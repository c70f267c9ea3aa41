//! Shared infrastructure for the ocean-routing HTTP microservices.
//!
//! This crate provides common functionality used across the routing
//! service container:
//!
//! - [`AppState`]: Pre-loaded grid store and route/region caches
//! - [`health`]: Health check handlers for Kubernetes liveness/readiness probes
//! - [`ProblemDetails`]: RFC 9457 Problem Details for consistent error responses
//! - [`ServiceResponse`]: Wrapper for successful responses with content type
//! - [`metrics`]: Prometheus metrics infrastructure
//! - [`logging`]: Structured JSON logging setup
//! - [`middleware`]: Request tracking and metrics middleware
//! - Request types with validation for each endpoint
//!
//! # Architecture
//!
//! The services follow a thin-handler pattern where all business logic resides
//! in `voyage-core`. This crate provides only HTTP glue:
//!
//! ```text
//! ┌─────────────────────────────────────────────────────────────┐
//! │  axum Handler                                               │
//! │  - Parse request JSON                                       │
//! │  - Validate parameters                                      │
//! │  - Call voyage-core APIs                                    │
//! │  - Format response                                          │
//! └─────────────────────────────────────────────────────────────┘
//! ```
//!
//! # Testing Support
//!
//! The [`test_utils`] module provides test fixtures and mock state for handler
//! testing. Enable the `test-utils` feature to access it from dependent crates.

#![deny(warnings)]

mod health;
pub mod logging;
pub mod metrics;
pub mod middleware;
mod problem;
mod request;
mod response;
mod state;

#[cfg(any(test, feature = "test-utils"))]
pub mod test_utils;

pub use health::{health_live, health_ready, HealthStatus};
pub use logging::{init_logging, LogFormat, LoggingConfig};
pub use metrics::{
    init_metrics, metrics_handler, record_route_calculated, record_route_distance_km,
    record_route_failed, record_weather_samples, MetricsConfig, MetricsError,
};
pub use middleware::{extract_or_generate_request_id, MetricsLayer, RequestId};
pub use problem::{
    from_core_error, ProblemDetails, PROBLEM_GRID_UNAVAILABLE, PROBLEM_INTERNAL_ERROR,
    PROBLEM_INVALID_REQUEST, PROBLEM_NO_PATH, PROBLEM_OFF_GRID,
};
pub use request::{EndpointDto, ModeDto, RouteRequestDto, Validate};
pub use response::ServiceResponse;
pub use state::{AppState, AppStateError};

> [What is needed] Repeat exactly, and only, the lines from the one containing "pub mod metrics;" through the last line above.

> [Solved problem]
pub mod metrics;
pub mod middleware;
mod problem;
mod request;
mod response;
mod state;

#[cfg(any(test, feature = "test-utils"))]
pub mod test_utils;

pub use health::{health_live, health_ready, HealthStatus};
pub use logging::{init_logging, LogFormat, LoggingConfig};
pub use metrics::{
    init_metrics, metrics_handler, record_route_calculated, record_route_distance_km,
    record_route_failed, record_weather_samples, MetricsConfig, MetricsError,
};
pub use middleware::{extract_or_generate_request_id, MetricsLayer, RequestId};
pub use problem::{
    from_core_error, ProblemDetails, PROBLEM_GRID_UNAVAILABLE, PROBLEM_INTERNAL_ERROR,
    PROBLEM_INVALID_REQUEST, PROBLEM_NO_PATH, PROBLEM_OFF_GRID,
};
pub use request::{EndpointDto, ModeDto, RouteRequestDto, Validate};
pub use response::ServiceResponse;
pub use state::{AppState, AppStateError};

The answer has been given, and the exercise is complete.